Phone interviews of key informants were used to collect relevant data. The interviews were conducted during December 2010 and January 2011 in health organizations along the border of the two countries. In Portugal and Spain, four and 13 organizations were selected, respectively. Interviews were obtained in all the Portuguese organizations and in four of the Spanish organizations.

Results

Findings suggest that cross-border mobility between the two countries has decreased. From Spain to Portugal, mobility trends are mainly of physicians who seek professional development in the form of specialization, the availability of positions, better salaries, and the perceived good living conditions. The mobility of nurses lasted until 2008, when reforms improved working conditions in Spain and contributed to reversing the flow. Since then, there has been an increase of Portuguese nurses going to Spain seeking better working conditions or simply a job. Portuguese nurses as well as Spanish physicians are well considered in terms of professionalism and qualifications by their Spanish and Portuguese hosts, respectively.

Conclusions

There is a deficit of valid data on the health workforce in general. The present study allowed further exploration of the reality of the mobility trends between Portugal and Spain. At present, the mobility trends are mainly of Spanish physicians to Portugal and Portuguese nurses to Spain. There is a consensus on both sides of the border that the benefits of migratory flows are much greater than the limited problems (for example, language and salary differences) that they may bring.

Peer Review reports

This paper presents the results of a study that documented current trends of mobility of health professionals along the borders of Portugal and Spain which share a border of 1,215 km from North to South. The specific objectives are to characterize the profile of health professionals who cross the border for working purposes; to elicit the perceptions of employers on mobility factors; to describe the recruitment processes of health professionals in selected health organizations along the border; to describe incentive policies to attract or retain health professionals and to collect and analyse employers’ opinions on the impact of this phenomenon on health services systems.

Context

Portugal’s National Health Service (NHS) offers universal coverage, is comprehensive, and is predominantly financed through general taxation. The NHS is the main provider of healthcare for which user fees are applicable to persons above a certain income level, but there is a growing private sector, as well as public-private partnerships in the hospital sector. The management of the NHS mostly takes place at central and regional levels. The Ministry of Health is responsible for the definition, implementation, and monitoring of national health policy objectives, for the strategic management of funds, and employs service providers. There are five Regional Health Administrations (RHA), which have the mission of ensuring access to quality healthcare to the population under their jurisdiction and to implement the National Health Policy. Under the RHAs, which are directly accountable to the Ministry of Health, there are local health units (unidades locais de saúde), groups of health centers (ACES; agrupamentos de centros de saúde), and hospital centers (centros hospitalares). Local Health Units are groupings of health centers and hospitals, usually composed of two or more previously autonomous organizations, functioning under a common management structure. Seventy-three groups of primary care health centers have been created in 2009 to improve efficiency through better coordination and sharing of resources. In 2012, the Ministry of Health has announced that the number of ACES would be reduced to 46, as part of the austerity program which the Government of Portugal is conducting. The creation of more local structures was presented as an effort towards decentralization, but in the absence of financial autonomy, the dependency on RHAs remains strong. Hospital centers are groupings of at least two hospitals located in the same region (although frequently involving hospitals in different towns). From those hospitals most of them acquired, in the last 10 years, a legal status of financial and administrative autonomy (EPE, Entidades Públicas Empresariais - Public Autonomous Organizations). Only Local Health Units and EPE hospitals or Hospital Centers have the autonomy to directly hire health personnel [1].

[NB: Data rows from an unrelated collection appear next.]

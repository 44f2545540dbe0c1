use crate::config::{Config, ConfigError};
use rstest::rstest;
use serial_test::serial;
use std::env;
use std::path::PathBuf;

const VARS: [&str; 7] = [
    "PORT",
    "HOST",
    "CORS_ORIGIN",
    "DATABASE_PATH",
    "ANTHROPIC_API_KEY",
    "ANTHROPIC_MODEL",
    "ANTHROPIC_BASE_URL",
];

fn clear_env() {
    for var in VARS {
        env::remove_var(var);
    }
}

#[test]
#[serial]
fn test_config_from_env_defaults() {
    clear_env();

    let config = Config::from_env().unwrap();

    assert_eq!(config.port, 4001);
    assert_eq!(config.host, "127.0.0.1");
    assert_eq!(config.cors_origin, "http://localhost:5173");
    assert_eq!(config.database_path, reqtrack_core::database_file());
    assert!(config.ai_config().is_none());
}

#[test]
#[serial]
fn test_config_from_env_with_all_custom() {
    clear_env();
    env::set_var("PORT", "3000");
    env::set_var("HOST", "0.0.0.0");
    env::set_var("CORS_ORIGIN", "https://app.example.com");
    env::set_var("DATABASE_PATH", "/tmp/reqtrack-test.db");

    let config = Config::from_env().unwrap();

    assert_eq!(config.port, 3000);
    assert_eq!(config.host, "0.0.0.0");
    assert_eq!(config.cors_origin, "https://app.example.com");
    assert_eq!(config.database_path, PathBuf::from("/tmp/reqtrack-test.db"));

    clear_env();
}

#[rstest]
#[case("not-a-number")]
#[case("70000")]
#[serial]
fn test_config_invalid_port(#[case] port: &str) {
    clear_env();
    env::set_var("PORT", port);

    let result = Config::from_env();

    assert!(matches!(result, Err(ConfigError::InvalidPort(_))));

    clear_env();
}

#[test]
#[serial]
fn test_config_port_zero() {
    clear_env();
    env::set_var("PORT", "0");

    let result = Config::from_env();

    assert!(matches!(result, Err(ConfigError::PortOutOfRange(0))));

    clear_env();
}

#[test]
#[serial]
fn test_config_invalid_host() {
    clear_env();
    env::set_var("HOST", "localhost:80");

    let result = Config::from_env();

    assert!(matches!(result, Err(ConfigError::InvalidHost(_))));

    clear_env();
}

#[test]
#[serial]
fn test_ai_config_uses_overrides() {
    clear_env();
    env::set_var("ANTHROPIC_API_KEY", "sk-test");
    env::set_var("ANTHROPIC_BASE_URL", "http://127.0.0.1:9999");

    let ai = Config::from_env().unwrap().ai_config().unwrap();

    assert_eq!(ai.api_key.as_deref(), Some("sk-test"));
    assert_eq!(ai.base_url, "http://127.0.0.1:9999");
    assert_eq!(ai.model, reqtrack_ai::AIConfig::default().model);

    clear_env();
}

#[test]
#[serial]
fn test_blank_api_key_disables_ai() {
    clear_env();
    env::set_var("ANTHROPIC_API_KEY", "   ");

    let config = Config::from_env().unwrap();

    assert!(config.ai_config().is_none());

    clear_env();
}
// ABOUTME: HTTP request handlers for requirements and their versions
// ABOUTME: Version lineage changes go through RequirementStorage so one version stays current

use axum::extract::{Path, State};
use reqtrack_requirements::{RequirementCreateInput, VersionCreateInput, VersionUpdateInput};
use serde::Deserialize;
use tracing::info;

use crate::extract::{ApiJson, ApiQuery};
use crate::pagination::{PaginatedResponse, PaginationParams};
use crate::project_handlers::ProjectScope;
use crate::response::{created, deleted, ok, ApiResult};
use crate::state::DbState;

#[derive(Debug, Deserialize)]
pub struct SetCurrentVersionRequest {
    pub version_id: String,
}

pub async fn list_requirements(
    State(db): State<DbState>,
    ApiQuery(pagination): ApiQuery<PaginationParams>,
    ApiQuery(scope): ApiQuery<ProjectScope>,
) -> ApiResult {
    let (requirements, total) = db
        .requirement_storage
        .list_requirements(
            scope.project_id.as_deref(),
            pagination.limit(),
            pagination.offset(),
        )
        .await?;
    ok(PaginatedResponse::new(requirements, &pagination, total))
}

pub async fn get_requirement(State(db): State<DbState>, Path(id): Path<String>) -> ApiResult {
    ok(db.requirement_storage.get_requirement(&id).await?)
}

pub async fn create_requirement(
    State(db): State<DbState>,
    ApiJson(input): ApiJson<RequirementCreateInput>,
) -> ApiResult {
    created(db.requirement_storage.create_requirement(input).await?)
}

pub async fn delete_requirement(State(db): State<DbState>, Path(id): Path<String>) -> ApiResult {
    info!("Deleting requirement {}", id);
    db.requirement_storage.delete_requirement(&id).await?;
    deleted(id)
}

pub async fn list_versions(State(db): State<DbState>, Path(id): Path<String>) -> ApiResult {
    ok(db.requirement_storage.list_versions(&id).await?)
}

pub async fn get_version(
    State(db): State<DbState>,
    Path((id, version_id)): Path<(String, String)>,
) -> ApiResult {
    ok(db.requirement_storage.get_version(&id, &version_id).await?)
}

pub async fn add_version(
    State(db): State<DbState>,
    Path(id): Path<String>,
    ApiJson(input): ApiJson<VersionCreateInput>,
) -> ApiResult {
    created(db.requirement_storage.add_version(&id, input).await?)
}

pub async fn update_version(
    State(db): State<DbState>,
    Path((id, version_id)): Path<(String, String)>,
    ApiJson(input): ApiJson<VersionUpdateInput>,
) -> ApiResult {
    ok(db
        .requirement_storage
        .update_version(&id, &version_id, input)
        .await?)
}

/// Responds with the requirement as it stands after the delete
pub async fn delete_version(
    State(db): State<DbState>,
    Path((id, version_id)): Path<(String, String)>,
) -> ApiResult {
    ok(db.requirement_storage.delete_version(&id, &version_id).await?)
}

pub async fn set_current_version(
    State(db): State<DbState>,
    Path(id): Path<String>,
    ApiJson(request): ApiJson<SetCurrentVersionRequest>,
) -> ApiResult {
    ok(db
        .requirement_storage
        .set_current_version(&id, &request.version_id)
        .await?)
}

pub async fn link_idea(
    State(db): State<DbState>,
    Path((id, idea_id)): Path<(String, String)>,
) -> ApiResult {
    ok(db.requirement_storage.link_idea(&id, &idea_id).await?)
}

pub async fn unlink_idea(
    State(db): State<DbState>,
    Path((id, idea_id)): Path<(String, String)>,
) -> ApiResult {
    ok(db.requirement_storage.unlink_idea(&id, &idea_id).await?)
}
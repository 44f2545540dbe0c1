// ABOUTME: Document storage layer using SQLite
// ABOUTME: CRUD for project documents with optional stakeholder attribution

use chrono::Utc;
use reqtrack_storage::{ensure_exists, ensure_stakeholder_in_project, project_of, StorageError};
use sqlx::SqlitePool;
use tracing::debug;

use crate::types::{Document, DocumentCreateInput, DocumentUpdateInput};

pub struct DocumentStorage {
    pool: SqlitePool,
}

impl DocumentStorage {
    pub fn new(pool: SqlitePool) -> Self {
        Self { pool }
    }

    pub async fn list_documents(
        &self,
        project_id: Option<&str>,
        stakeholder_id: Option<&str>,
        limit: i64,
        offset: i64,
    ) -> Result<(Vec<Document>, i64), StorageError> {
        debug!(
            "Fetching documents (project: {:?}, stakeholder: {:?})",
            project_id, stakeholder_id
        );

        let count: i64 = sqlx::query_scalar(
            r#"
            SELECT COUNT(*) FROM documents
            WHERE (?1 IS NULL OR project_id = ?1) AND (?2 IS NULL OR stakeholder_id = ?2)
            "#,
        )
        .bind(project_id)
        .bind(stakeholder_id)
        .fetch_one(&self.pool)
        .await
        .map_err(StorageError::Sqlx)?;

        let documents = sqlx::query_as::<_, Document>(
            r#"
            SELECT * FROM documents
            WHERE (?1 IS NULL OR project_id = ?1) AND (?2 IS NULL OR stakeholder_id = ?2)
            ORDER BY created_at DESC, rowid DESC
            LIMIT ?3 OFFSET ?4
            "#,
        )
        .bind(project_id)
        .bind(stakeholder_id)
        .bind(limit)
        .bind(offset)
        .fetch_all(&self.pool)
        .await
        .map_err(StorageError::Sqlx)?;

        Ok((documents, count))
    }

    pub async fn get_document(&self, document_id: &str) -> Result<Document, StorageError> {
        sqlx::query_as::<_, Document>("SELECT * FROM documents WHERE id = ?")
            .bind(document_id)
            .fetch_optional(&self.pool)
            .await
            .map_err(StorageError::Sqlx)?
            .ok_or_else(|| StorageError::not_found("Document", document_id))
    }

    pub async fn create_document(
        &self,
        input: DocumentCreateInput,
    ) -> Result<Document, StorageError> {
        ensure_exists(&self.pool, "projects", "Project", &input.project_id).await?;
        if let Some(stakeholder_id) = &input.stakeholder_id {
            ensure_stakeholder_in_project(
                &self.pool,
                "stakeholder_id",
                stakeholder_id,
                &input.project_id,
            )
            .await?;
        }

        let document_id = reqtrack_core::generate_id("doc");
        let now = Utc::now();

        debug!("Creating document: {} ({:?})", document_id, input.doc_type);

        sqlx::query_as::<_, Document>(
            r#"
            INSERT INTO documents
                (id, project_id, stakeholder_id, type, title, text, created_at, updated_at)
            VALUES (?, ?, ?, ?, ?, ?, ?, ?)
            RETURNING *
            "#,
        )
        .bind(&document_id)
        .bind(&input.project_id)
        .bind(&input.stakeholder_id)
        .bind(input.doc_type)
        .bind(&input.title)
        .bind(&input.text)
        .bind(now)
        .bind(now)
        .fetch_one(&self.pool)
        .await
        .map_err(StorageError::Sqlx)
    }

    pub async fn update_document(
        &self,
        document_id: &str,
        input: DocumentUpdateInput,
    ) -> Result<Document, StorageError> {
        debug!("Updating document: {}", document_id);

        if let Some(stakeholder_id) = &input.stakeholder_id {
            let project_id = project_of(&self.pool, "documents", "Document", document_id).await?;
            ensure_stakeholder_in_project(&self.pool, "stakeholder_id", stakeholder_id, &project_id)
                .await?;
        }

        sqlx::query_as::<_, Document>(
            r#"
            UPDATE documents SET
                type = COALESCE(?, type),
                title = COALESCE(?, title),
                text = COALESCE(?, text),
                stakeholder_id = COALESCE(?, stakeholder_id),
                updated_at = ?
            WHERE id = ?
            RETURNING *
            "#,
        )
        .bind(input.doc_type)
        .bind(input.title)
        .bind(input.text)
        .bind(input.stakeholder_id)
        .bind(Utc::now())
        .bind(document_id)
        .fetch_optional(&self.pool)
        .await
        .map_err(StorageError::Sqlx)?
        .ok_or_else(|| StorageError::not_found("Document", document_id))
    }

    pub async fn delete_document(&self, document_id: &str) -> Result<(), StorageError> {
        debug!("Deleting document: {}", document_id);

        let result = sqlx::query("DELETE FROM documents WHERE id = ?")
            .bind(document_id)
            .execute(&self.pool)
            .await
            .map_err(StorageError::Sqlx)?;

        if result.rows_affected() == 0 {
            return Err(StorageError::not_found("Document", document_id));
        }
        Ok(())
    }
}
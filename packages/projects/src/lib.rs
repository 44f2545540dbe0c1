// ABOUTME: Project-scoped entity store for reqtrack
// ABOUTME: Projects, stakeholders and documents with SQLite-backed CRUD

pub mod documents;
pub mod projects;
pub mod stakeholders;
pub mod types;
pub mod validator;

pub use documents::DocumentStorage;
pub use projects::ProjectStorage;
pub use stakeholders::{StakeholderDeletion, StakeholderStorage};
pub use types::{
    Document, DocumentCreateInput, DocumentType, DocumentUpdateInput, Project,
    ProjectCreateInput, ProjectStatus, ProjectUpdateInput, Stakeholder, StakeholderCreateInput,
    StakeholderUpdateInput,
};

The main employer of health professionals is the NHS (Tables 1 and 2) [1, 2]. The private sector is growing, and is becoming an important employer, with an undetermined number of professionals working in both the public and the private sectors. There is no monitoring of dual employment nor of mobility of health professionals [1, 3].

Table 1 Number of physicians in Portugal, 2003, 2007, 2008, 2009, and 2010
Table 2 Number of nurses in Portugal, 2003, 2007, 2008, 2010, and 2011

In Spain there is also a NHS providing universal coverage, almost fully funded from taxes and predominantly within the public sector. Access to services is free of charge at the point of delivery [8]. Planning and the delivery of health services are done at the level of the Autonomous Communities. There are 17 regional ministries or departments of health, with jurisdiction over the organization and delivery of health services within their territory. Health expenditure is mainly determined by these regional administrations, which are accountable only to their regional parliament and are not hierarchically linked to the national level [8].

The national Ministry of Health and Social Policy has only the authority over legislation on pharmaceuticals and is the guarantor of the equitable functioning of health services across the country. The Ministry became in 2009 the national authority in the field of social and dependency care [9]. There are also local authorities in some provinces and municipalities that have the competency over sanitation and which collaborate in health services provision and direct management of ‘residual’ public health and community services [8].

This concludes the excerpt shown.